### WHAT THIS TASK INVOLVES
Copy each line in the data that includes the word "derive".

(Saved entries)
——————————

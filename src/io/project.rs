// Copyright (c) 2025, Jason Jenkins
// SPDX-License-Identifier: BSD-3-Clause

//! Project file encoding and decoding.
//!
//! The canonical project format is pretty-printed JSON:
//!
//! ```json
//! {
//!   "version": 1,
//!   "video_path": "/media/clip.mp4",
//!   "labels_path": "/media/labels.xml",
//!   "role": "A",
//!   "segments": [
//!     { "start_ms": 0, "end_ms": 1000, "text": "hello", "label_id": 2 }
//!   ]
//! }
//! ```
//!
//! YAML with the same fields is accepted as an alternate encoding. Decoding
//! is an explicit schema pass over the untyped document so that each
//! violation maps to a precise error, and a single bad segment rejects the
//! whole project.

use crate::models::label::LabelId;
use crate::models::project::{Project, Role};
use crate::models::segment::SegmentRecord;
use crate::models::timeline::SegmentCollection;
use crate::{MAX_TIME_MS, PROJECT_VERSION};
use serde::Serialize;
use serde_json::{Map, Value};
use std::path::Path;

/// Reasons a project document is rejected or cannot be written.
#[derive(Debug, Clone, PartialEq, Eq, thiserror::Error)]
pub enum ProjectError {
    #[error("invalid project file: {0}")]
    InvalidFormat(String),

    #[error("invalid segment #{index} in project file: {reason}")]
    InvalidSegments { index: usize, reason: String },

    #[error("failed to encode project: {0}")]
    Encode(String),
}

/// On-disk encoding of a project file.
#[derive(Debug, Clone, Copy, PartialEq, Eq, Default)]
pub enum ProjectFormat {
    #[default]
    Json,
    Yaml,
}

impl ProjectFormat {
    /// Pick the encoding from a file extension; `.yaml`/`.yml` select YAML,
    /// anything else JSON.
    pub fn from_path(path: &Path) -> Self {
        match path.extension().and_then(|s| s.to_str()) {
            Some("yaml") | Some("yml") => ProjectFormat::Yaml,
            _ => ProjectFormat::Json,
        }
    }
}

#[derive(Serialize)]
struct ProjectFile<'a> {
    version: u32,
    video_path: &'a str,
    labels_path: &'a str,
    role: Role,
    segments: Vec<SegmentRecord>,
}

/// Decode a JSON project document.
pub fn decode_project(text: &str) -> Result<Project, ProjectError> {
    decode_project_as(ProjectFormat::Json, text)
}

/// Decode a project document in the given encoding.
pub fn decode_project_as(format: ProjectFormat, text: &str) -> Result<Project, ProjectError> {
    let raw: Value = match format {
        ProjectFormat::Json => serde_json::from_str(text)
            .map_err(|e| ProjectError::InvalidFormat(format!("not valid JSON: {}", e)))?,
        ProjectFormat::Yaml => serde_yaml::from_str(text)
            .map_err(|e| ProjectError::InvalidFormat(format!("not valid YAML: {}", e)))?,
    };
    decode_value(&raw)
}

/// Encode a project as pretty-printed JSON with segment identifiers stripped.
pub fn encode_project(
    media_path: &str,
    labels_path: &str,
    role: Role,
    segments: &SegmentCollection,
) -> Result<String, ProjectError> {
    encode_project_as(ProjectFormat::Json, media_path, labels_path, role, segments)
}

/// Encode a project in the given encoding.
pub fn encode_project_as(
    format: ProjectFormat,
    media_path: &str,
    labels_path: &str,
    role: Role,
    segments: &SegmentCollection,
) -> Result<String, ProjectError> {
    let file = ProjectFile {
        version: PROJECT_VERSION,
        video_path: media_path,
        labels_path,
        role,
        segments: segments.sorted().records(),
    };
    match format {
        ProjectFormat::Json => {
            serde_json::to_string_pretty(&file).map_err(|e| ProjectError::Encode(e.to_string()))
        }
        ProjectFormat::Yaml => {
            serde_yaml::to_string(&file).map_err(|e| ProjectError::Encode(e.to_string()))
        }
    }
}

fn decode_value(raw: &Value) -> Result<Project, ProjectError> {
    let obj = raw
        .as_object()
        .ok_or_else(|| invalid("top level must be an object"))?;

    let version = obj
        .get("version")
        .and_then(as_whole_number)
        .and_then(|v| u32::try_from(v).ok())
        .ok_or_else(|| invalid("version must be a non-negative integer"))?;

    let media_path = string_field(obj, "video_path", "media_reference")?;
    let labels_path = string_field(obj, "labels_path", "catalog_reference")?;

    let role = obj
        .get("role")
        .and_then(Value::as_str)
        .and_then(|s| s.parse::<Role>().ok())
        .ok_or_else(|| invalid("role must be one of A, B, C, D"))?;

    let entries = obj
        .get("segments")
        .and_then(Value::as_array)
        .ok_or_else(|| invalid("segments must be a list"))?;

    let records = entries
        .iter()
        .enumerate()
        .map(|(index, entry)| decode_segment(index, entry))
        .collect::<Result<Vec<_>, _>>()?;

    Ok(Project {
        version,
        media_path,
        labels_path,
        role,
        segments: SegmentCollection::from_records(records),
    })
}

fn decode_segment(index: usize, entry: &Value) -> Result<SegmentRecord, ProjectError> {
    let bad = |reason: &str| ProjectError::InvalidSegments {
        index,
        reason: reason.to_string(),
    };

    let obj = entry.as_object().ok_or_else(|| bad("entry must be an object"))?;
    let start_ms = obj
        .get("start_ms")
        .and_then(as_millis)
        .ok_or_else(|| bad("start_ms must be a finite number within range"))?;
    let end_ms = obj
        .get("end_ms")
        .and_then(as_millis)
        .ok_or_else(|| bad("end_ms must be a finite number within range"))?;
    if start_ms >= end_ms {
        return Err(bad("start_ms must be less than end_ms"));
    }

    let text = obj
        .get("text")
        .and_then(Value::as_str)
        .unwrap_or_default()
        .to_string();
    // Non-numeric label ids default to unlabeled; numeric ones must be whole
    let label_id: Option<LabelId> = match obj.get("label_id") {
        Some(value) if value.is_number() => Some(
            as_whole_number(value).ok_or_else(|| bad("label_id must be an integer"))?,
        ),
        _ => None,
    };

    Ok(SegmentRecord {
        start_ms,
        end_ms,
        text,
        label_id,
    })
}

fn string_field(obj: &Map<String, Value>, key: &str, alias: &str) -> Result<String, ProjectError> {
    obj.get(key)
        .or_else(|| obj.get(alias))
        .and_then(Value::as_str)
        .map(str::to_string)
        .ok_or_else(|| invalid(&format!("{} must be a string", key)))
}

/// Finite number rounded to the nearest millisecond, within
/// `[-MAX_TIME_MS, MAX_TIME_MS]`.
fn as_millis(value: &Value) -> Option<i64> {
    let ms = match value.as_i64() {
        Some(ms) => ms,
        None => value
            .as_f64()
            .filter(|f| f.is_finite() && f.abs() <= MAX_TIME_MS as f64)
            .map(|f| f.round() as i64)?,
    };
    (-MAX_TIME_MS..=MAX_TIME_MS).contains(&ms).then_some(ms)
}

/// Integer, or a float with no fractional part.
fn as_whole_number(value: &Value) -> Option<i64> {
    if let Some(n) = value.as_i64() {
        return Some(n);
    }
    value
        .as_f64()
        .filter(|f| f.is_finite() && f.fract() == 0.0 && f.abs() < i64::MAX as f64)
        .map(|f| f as i64)
}

fn invalid(reason: &str) -> ProjectError {
    ProjectError::InvalidFormat(reason.to_string())
}

#[cfg(test)]
mod tests {
    use super::*;

    fn sample_segments() -> SegmentCollection {
        SegmentCollection::from_records([
            SegmentRecord {
                start_ms: 2000,
                end_ms: 3000,
                text: "say \"hi\", then\nleave".to_string(),
                label_id: None,
            },
            SegmentRecord {
                start_ms: 0,
                end_ms: 1000,
                text: "hello".to_string(),
                label_id: Some(2),
            },
        ])
    }

    #[test]
    fn test_json_roundtrip() {
        let segments = sample_segments();
        let text = encode_project("/m/clip.mp4", "/m/labels.xml", Role::C, &segments).unwrap();
        let project = decode_project(&text).unwrap();
        assert_eq!(project.version, 1);
        assert_eq!(project.media_path, "/m/clip.mp4");
        assert_eq!(project.labels_path, "/m/labels.xml");
        assert_eq!(project.role, Role::C);
        assert_eq!(project.segments.records(), segments.records());
    }

    #[test]
    fn test_yaml_roundtrip() {
        let segments = sample_segments();
        let text =
            encode_project_as(ProjectFormat::Yaml, "clip.mp4", "labels.xml", Role::B, &segments)
                .unwrap();
        let project = decode_project_as(ProjectFormat::Yaml, &text).unwrap();
        assert_eq!(project.role, Role::B);
        assert_eq!(project.segments.records(), segments.records());
    }

    #[test]
    fn test_encode_writes_canonical_fields() {
        let text = encode_project("v.mp4", "l.xml", Role::A, &sample_segments()).unwrap();
        let value: Value = serde_json::from_str(&text).unwrap();
        assert_eq!(value["version"], 1);
        assert_eq!(value["video_path"], "v.mp4");
        assert_eq!(value["labels_path"], "l.xml");
        assert_eq!(value["role"], "A");
        assert_eq!(value["segments"][0]["start_ms"], 0);
        assert_eq!(value["segments"][1]["label_id"], Value::Null);
        assert!(value["segments"][0].get("id").is_none());
    }

    #[test]
    fn test_decode_defaults_and_aliases() {
        let text = r#"{
            "version": 1,
            "media_reference": "clip.mp4",
            "catalog_reference": "labels.xml",
            "role": "D",
            "segments": [
                { "start_ms": 1500.4, "end_ms": 2000 },
                { "start_ms": 0, "end_ms": 100, "text": 7, "label_id": "x" }
            ]
        }"#;
        let project = decode_project(text).unwrap();
        assert_eq!(project.media_path, "clip.mp4");
        assert_eq!(project.labels_path, "labels.xml");
        let records = project.segments.records();
        assert_eq!(records[0].start_ms, 0);
        assert_eq!(records[0].text, "");
        assert_eq!(records[0].label_id, None);
        assert_eq!(records[1].start_ms, 1500);
    }

    #[test]
    fn test_decode_rejects_malformed_input() {
        assert!(matches!(decode_project("{not json"), Err(ProjectError::InvalidFormat(_))));
        assert!(matches!(decode_project("[]"), Err(ProjectError::InvalidFormat(_))));
    }

    #[test]
    fn test_decode_rejects_bad_fields() {
        let cases = [
            r#"{"version":"1","video_path":"v","labels_path":"l","role":"A","segments":[]}"#,
            r#"{"version":1,"video_path":3,"labels_path":"l","role":"A","segments":[]}"#,
            r#"{"version":1,"video_path":"v","role":"A","segments":[]}"#,
            r#"{"version":1,"video_path":"v","labels_path":"l","role":"E","segments":[]}"#,
            r#"{"version":1,"video_path":"v","labels_path":"l","role":"A","segments":{}}"#,
        ];
        for case in cases {
            assert!(
                matches!(decode_project(case), Err(ProjectError::InvalidFormat(_))),
                "accepted {}",
                case
            );
        }
    }

    #[test]
    fn test_decode_rejects_whole_project_on_bad_segment() {
        let text = r#"{"version":1,"video_path":"v","labels_path":"l","role":"A","segments":[
            {"start_ms":0,"end_ms":1000},
            {"start_ms":3000,"end_ms":2000}
        ]}"#;
        assert_eq!(
            decode_project(text),
            Err(ProjectError::InvalidSegments {
                index: 1,
                reason: "start_ms must be less than end_ms".to_string()
            })
        );

        let text = r#"{"version":1,"video_path":"v","labels_path":"l","role":"A","segments":[
            {"start_ms":"0","end_ms":1000}
        ]}"#;
        assert!(matches!(
            decode_project(text),
            Err(ProjectError::InvalidSegments { index: 0, .. })
        ));
    }

    #[test]
    fn test_format_from_path() {
        assert_eq!(ProjectFormat::from_path(Path::new("a.yaml")), ProjectFormat::Yaml);
        assert_eq!(ProjectFormat::from_path(Path::new("a.yml")), ProjectFormat::Yaml);
        assert_eq!(ProjectFormat::from_path(Path::new("a.ann")), ProjectFormat::Json);
        assert_eq!(ProjectFormat::from_path(Path::new("a")), ProjectFormat::Json);
    }

    #[test]
    fn test_decode_rejects_out_of_range_times() {
        let text = r#"{"version":1,"video_path":"v","labels_path":"l","role":"A","segments":[
            {"start_ms":0,"end_ms":9223372036854775807}
        ]}"#;
        assert!(matches!(
            decode_project(text),
            Err(ProjectError::InvalidSegments { index: 0, .. })
        ));

        let text = r#"{"version":1,"video_path":"v","labels_path":"l","role":"A","segments":[
            {"start_ms":-1e300,"end_ms":1000}
        ]}"#;
        assert!(matches!(
            decode_project(text),
            Err(ProjectError::InvalidSegments { index: 0, .. })
        ));

        let text = format!(
            r#"{{"version":1,"video_path":"v","labels_path":"l","role":"A","segments":[
                {{"start_ms":0,"end_ms":{}}}
            ]}}"#,
            MAX_TIME_MS
        );
        let project = decode_project(&text).unwrap();
        assert_eq!(project.segments.records()[0].end_ms, MAX_TIME_MS);
    }

    #[test]
    fn test_decode_rejects_fractional_label_id() {
        let text = r#"{"version":1,"video_path":"v","labels_path":"l","role":"A","segments":[
            {"start_ms":0,"end_ms":1000,"label_id":1.5}
        ]}"#;
        assert_eq!(
            decode_project(text),
            Err(ProjectError::InvalidSegments {
                index: 0,
                reason: "label_id must be an integer".to_string()
            })
        );

        let text = r#"{"version":1,"video_path":"v","labels_path":"l","role":"A","segments":[
            {"start_ms":0,"end_ms":1000,"label_id":3.0}
        ]}"#;
        assert_eq!(decode_project(text).unwrap().segments.records()[0].label_id, Some(3));
    }

    #[test]
    fn test_decode_version_must_be_whole_and_non_negative() {
        for version in ["-1", "1.5", "4294967296"] {
            let text = format!(
                r#"{{"version":{},"video_path":"v","labels_path":"l","role":"A","segments":[]}}"#,
                version
            );
            assert!(
                matches!(decode_project(&text), Err(ProjectError::InvalidFormat(_))),
                "accepted version {}",
                version
            );
        }
        let text = r#"{"version":2.0,"video_path":"v","labels_path":"l","role":"A","segments":[]}"#;
        assert_eq!(decode_project(text).unwrap().version, 2);
    }
}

——————————

### WRITTEN ANSWER
#[derive(Debug, Clone, PartialEq, Eq, thiserror::Error)]
#[derive(Debug, Clone, Copy, PartialEq, Eq, Default)]
#[derive(Serialize)]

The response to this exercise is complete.